Monday, August 18, 2014

Tattoo Therapy



Upon coming across the television show Rhod Gilbert's Work Experience (Season 2 Episode 3), I found that the main character, Rhod, and a sub-character, Maria, raised within it an interesting point about the giving and the acquiring of a tattoo.

Rhod asked Maria, "what's it like being a full-time tattoo artist, Maria?" to which she answered, "you get to meet loads of interesting people with lots of different stories, and you become a part of their life." Rhod then said, "one of the things that I have noticed about this place, is that it seems to be the heart of a community." In response, Maria said "yeah, yeah. It's like therapy for them [and] me, if I need to get anything off my chest... If I didn't tattoo I think I'd be a counsellor." Then, Rhod added: "everybody says tattoos are addictive. That once you get one you want more, and more?" "Yeah," Maria replied, "it's the whole bonding experience. They come back for that. It's the boost of peace when they're done. You know, you feel good."

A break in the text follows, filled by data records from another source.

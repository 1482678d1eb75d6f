//! Language definitions for the assistant
//!
//! The site ships English and Arabic copy. Arabic is rendered right-to-left,
//! so every language also carries its script and text direction.

use serde::{Deserialize, Serialize};

/// Supported languages
#[derive(Debug, Clone, Copy, PartialEq, Eq, Hash, PartialOrd, Ord, Serialize, Deserialize, Default)]
pub enum Language {
    #[default]
    #[serde(rename = "en")]
    English,
    #[serde(rename = "ar")]
    Arabic,
}

impl Language {
    /// Get ISO 639-1 code
    pub fn code(&self) -> &'static str {
        match self {
            Self::English => "en",
            Self::Arabic => "ar",
        }
    }

    /// Get human-readable name
    pub fn name(&self) -> &'static str {
        match self {
            Self::English => "English",
            Self::Arabic => "Arabic",
        }
    }

    /// Name of the language written in itself, as shown in the language switcher
    pub fn native_name(&self) -> &'static str {
        match self {
            Self::English => "English",
            Self::Arabic => "العربية",
        }
    }

    /// Get script used by this language
    pub fn script(&self) -> Script {
        match self {
            Self::English => Script::Latin,
            Self::Arabic => Script::Arabic,
        }
    }

    /// Check if this language uses right-to-left script
    pub fn is_rtl(&self) -> bool {
        matches!(self.script(), Script::Arabic)
    }

    /// Text direction for layout
    pub fn direction(&self) -> TextDirection {
        if self.is_rtl() {
            TextDirection::Rtl
        } else {
            TextDirection::Ltr
        }
    }

    /// Parse from string (case-insensitive)
    pub fn from_str_loose(s: &str) -> Option<Self> {
        let s = s.trim().to_lowercase();
        match s.as_str() {
            "en" | "eng" | "english" => Some(Self::English),
            "ar" | "ara" | "arabic" | "العربية" => Some(Self::Arabic),
            _ => None,
        }
    }

    /// Get all supported languages
    pub fn all() -> &'static [Language] {
        &[Self::English, Self::Arabic]
    }
}

impl std::fmt::Display for Language {
    fn fmt(&self, f: &mut std::fmt::Formatter<'_>) -> std::fmt::Result {
        write!(f, "{}", self.name())
    }
}

impl std::str::FromStr for Language {
    type Err = crate::Error;

    fn from_str(s: &str) -> Result<Self, Self::Err> {
        Self::from_str_loose(s).ok_or_else(|| crate::Error::UnknownLanguage(s.to_string()))
    }
}

/// Horizontal text direction
#[derive(Debug, Clone, Copy, PartialEq, Eq, Hash, Serialize, Deserialize)]
#[serde(rename_all = "lowercase")]
pub enum TextDirection {
    Ltr,
    Rtl,
}

impl TextDirection {
    pub fn as_str(&self) -> &'static str {
        match self {
            Self::Ltr => "ltr",
            Self::Rtl => "rtl",
        }
    }
}

/// Script systems used by the supported languages
#[derive(Debug, Clone, Copy, PartialEq, Eq, Hash, Serialize, Deserialize)]
pub enum Script {
    Latin,
    Arabic,
}

impl Script {
    /// Get Unicode range for this script (first block only)
    pub fn unicode_range(&self) -> (u32, u32) {
        match self {
            Self::Latin => (0x0000, 0x007F),
            Self::Arabic => (0x0600, 0x06FF),
        }
    }

    /// Check if a character belongs to this script
    pub fn contains_char(&self, c: char) -> bool {
        let code = c as u32;
        let (start, end) = self.unicode_range();
        code >= start && code <= end
    }

    /// Detect script from text (returns most frequent script)
    ///
    /// Whitespace, digits and ASCII punctuation are ignored so that a short
    /// Arabic sentence with a trailing "?" still reads as Arabic.
    pub fn detect(text: &str) -> Option<Self> {
        let mut latin = 0usize;
        let mut arabic = 0usize;

        for c in text.chars() {
            if c.is_whitespace() || c.is_ascii_digit() || c.is_ascii_punctuation() {
                continue;
            }
            if Self::Arabic.contains_char(c) {
                arabic += 1;
            } else if Self::Latin.contains_char(c) {
                latin += 1;
            }
        }

        match (latin, arabic) {
            (0, 0) => None,
            (l, a) if a > l => Some(Self::Arabic),
            _ => Some(Self::Latin),
        }
    }
}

Having a tattoo myself that I acquired when I was eighteen, I knew nothing of the bonding experience that it brings. The man who tattooed me, an old man in his sixties who resembled a stretched animated garden gnome with hygiene certification, grunted and huffed as he tried several times to position my head in the right way so as to reach the back of my ear. He told me continuously that I should not stop breathing, and that was about it. After a couple of hours I had gotten my first tattoo. He did not inquire about why I was getting what I was getting. I felt no "boost of peace" after it, I just felt a boost of ego because I had rebelled against the image of a perfect daughter that my parents held so dearly onto.

Months before getting my tattoo, I had become obsessed with watching LA Ink, and watching Kat Von D tattoo "loads of interesting people" indeed. Most of them were famous. However, they all had a story linked to their spectacularly executed tattoos. I think I watched it moreso for the stories towards the last phase of my obsession. It was interesting to see an image put to the story, whether it be parents who died in a car accident or a brother who had died in a war, or relatives in their younger years - whatever the subject matter, it was always shrouded with utter sentimentality and that made the tattoo being done more and more appealing to the eye, knowing that the mind was captivated. 

And it was always the reaction of the recipient that complimented the entire episode. Seeing their faces light up as their sentimentalism was revealed to them on their skin for the rest of their lives, etched in their flesh and beaming the same beam as they did in the original photograph that the tattoo spawned from. I suppose if tattoos and the act of giving and receiving tattoos were seen in this light, that they will cease to be known only merely as works of art located on the bodies of unfriendly unapproachable bikies who did jail time for using a person's blood as petrol for their motorbikes.